Here's a toff showing off his new Rolls Royce Phantom. I bet not many people north of Crouch End have never even seen one of these £400,000 monsters. Ten a penny on the Pont Aven.


We've booked a passage to come back to Blighty in December but God Only Knows (by the Beach Boys) what the future holds for Fair Albion (with all the toffs gone).

However, some of them have been forced to stay behind for a week because of an ancient British tradition called 'Droit de Seigneur. At this very moment 11 elaborately berobed Law Lords with names like Lord Pannick, Lord Keen and Lady Bracknell, (A handbag?!!) are trying to find a way to break the news to the entire population of The British Isles that for the last 300 years (at least) they have had no democratic control over their government. Our parliament ,The House of Commons, has been given two fingers and the bums rush by a fat ex-Eton schoolboy, without so much as a by your leave, and nobody can do a thing about it!

What was all that Women's Suffragette Movement about then? 

 'Take your grubby mitts off me you plebby plod. I'm Lady Bracknell, don't you know.'

Apparently it's all been done by a nod and a wink and the odd handshake in the past and NOBODY HAS NOTICED that we don't have a constitution.


                           The Supreme Court Judges (top toffs)

 I just hope they can sort it all out before we get back.

Speaking of 'judges', Mrs. Sánchez and I are very proud to announce that our little dog Monty was judged 'Dog With  Best Trick'  at the prestigious Brittany Ferries International  Dog Show.


I hope it hasn't gone to his head.

The voyage south across the Bay of Biscay was without incident and, as usual, mostly took place during the night while Mrs.

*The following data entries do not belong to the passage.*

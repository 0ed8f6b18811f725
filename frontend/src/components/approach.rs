use yew::prelude::*;

use crate::components::contact;
use crate::components::reveal::Reveal;
use crate::i18n::use_i18n;
use crate::scroll::anchor::scroll_to_section;

#[function_component(Approach)]
pub fn approach() -> Html {
    let i18n = use_i18n();
    let to_contact = Callback::from(|_: MouseEvent| scroll_to_section(contact::SECTION_ID));

    html! {
        <section class="approach">
            <div class="container split">
                <Reveal id="approach-card" class="from-start">
                    <div class="glass-card">
                        <span class="eyebrow">{ i18n.t("approach.eyebrow") }</span>
                        <h3 class="serif">{ i18n.t("approach.heading") }</h3>
                        <p class="lead">{ i18n.t("approach.lead") }</p>
                        <p class="muted">{ i18n.t("approach.body") }</p>
                        <div class="button-row">
                            <button class="pill-button" onclick={to_contact}>{ i18n.t("approach.contact") }{" →"}</button>
                            <button class="pill-button outline">{ i18n.t("approach.read_more") }</button>
                        </div>
                    </div>
                </Reveal>
                <Reveal id="approach-image" class="from-end" delay_ms={300}>
                    <img
                        class="rounded-image"
                        src="https://images.pexels.com/photos/1181406/pexels-photo-1181406.jpeg?auto=compress&w=900&q=80"
                        alt={i18n.t("approach.image_alt")}
                        loading="lazy"
                    />
                </Reveal>
            </div>
        </section>
    }
}
use yew::prelude::*;

use crate::reveal::context::use_reveal;

#[derive(Properties, PartialEq)]
pub struct RevealProps {
    pub id: AttrValue,
    #[prop_or_default]
    pub class: Classes,
    /// Stagger for siblings that latch in the same batch.
    #[prop_or_default]
    pub delay_ms: u32,
    #[prop_or_default]
    pub children: Children,
}

/// A block that fades up the first time it scrolls into view.
#[function_component(Reveal)]
pub fn reveal(props: &RevealProps) -> Html {
    let node = use_node_ref();
    let revealed = use_reveal(props.id.clone(), node.clone());

    let style = (props.delay_ms > 0).then(|| format!("transition-delay: {}ms;", props.delay_ms));

    html! {
        <div
            ref={node}
            class={classes!("reveal", props.class.clone(), revealed.then_some("revealed"))}
            {style}
        >
            { for props.children.iter() }
        </div>
    }
}

#[derive(Properties, PartialEq)]
pub struct TrackedSectionProps {
    pub id: AttrValue,
    #[prop_or_default]
    pub class: Classes,
    #[prop_or_default]
    pub children: Children,
}

/// A top-level page section. Gets the `visited` class once it has been on
/// screen; descendants with `.fade-up` animate off that class.
#[function_component(TrackedSection)]
pub fn tracked_section(props: &TrackedSectionProps) -> Html {
    let node = use_node_ref();
    let visited = use_reveal(props.id.clone(), node.clone());

    html! {
        <section
            ref={node}
            id={props.id.clone()}
            class={classes!("tracked-section", props.class.clone(), visited.then_some("visited"))}
        >
            { for props.children.iter() }
        </section>
    }
}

Sánchez and I were were asleep in our 'inside' (no view) cabin, Monty was giving his contralto contribution to the canine chorus from his prison cell on deck 10, and members of the 'Luxury Tours' £8,000-a-head posh car rally were sleeping off their champagne cocktails in 'Commodore Class'. (Try saying that without taking a breath).


                     Choppy seas in the Bay of Biscay

I must say it felt like an escape from chaos as we closed in on the port of Santander. At last, a country at peace with itself after 40 years living under a fascist dictatorship  and 40 more with a CONSTITUTION, a king, and a bright future.

BUT no government either, apparently. At least Spain has a parliament, Las Cortes, but they can't agree about who shall be the Prime Minister.
The PSOE party won the most seats in the latest election, so its leader, Pedro Sánchez (no relation) thinks he should have the top job. The other party leaders won't go for it, so he's well miffed and says they'll have to have another election - the fourth in four years.

                            Pedro Sánchez (bless 'im.)

Personally, I like elections and can't get enough of them, and one a year is not frequent enough in my opinion, but all this messing about has held up the exhumation of Franco's body again.


Generalisimo Francisco Franco Bahamonde. 'El Caudillo'

They were supposed to dig him up in June from El Valle de los Caidos (The Valley of the Fallen) -  the modest monument to Franco's victory in the Spanish Civil War that dominates the skyline a few miles north of Madrid, where he's no right to be anyway because he neither fell nor was he pushed. In effect he gate-crashed the graveyard, but his family and fan club ,The Francisco Franco Foundation can't agree where to put his mummified body when they they've dug him up,


           El Valle de Los Caidos (The Valley of the Fallen)

So, he can stay where he is for the time being.

It's all because of The Law of Historical Memory which was put into force by the socialist and anti- fascist PSOE Party in 2007.
The law was intended to end El Pacto del Olvido ( the unwritten agreement to forget all about what had happened during and after the Spanish Civil War). 
The new law recognises that El Franquismo' (The Franco era 1939-75) was a fascist dictatorship (a bad thing), that Franco committed crimes against humanity and that the families of people who were killed or persecuted for opposing Franco have the right to justice and to give a decent burial to their relatives who, in many thousands of cases,  lie as yet unidentified, in mass graves all over Spain.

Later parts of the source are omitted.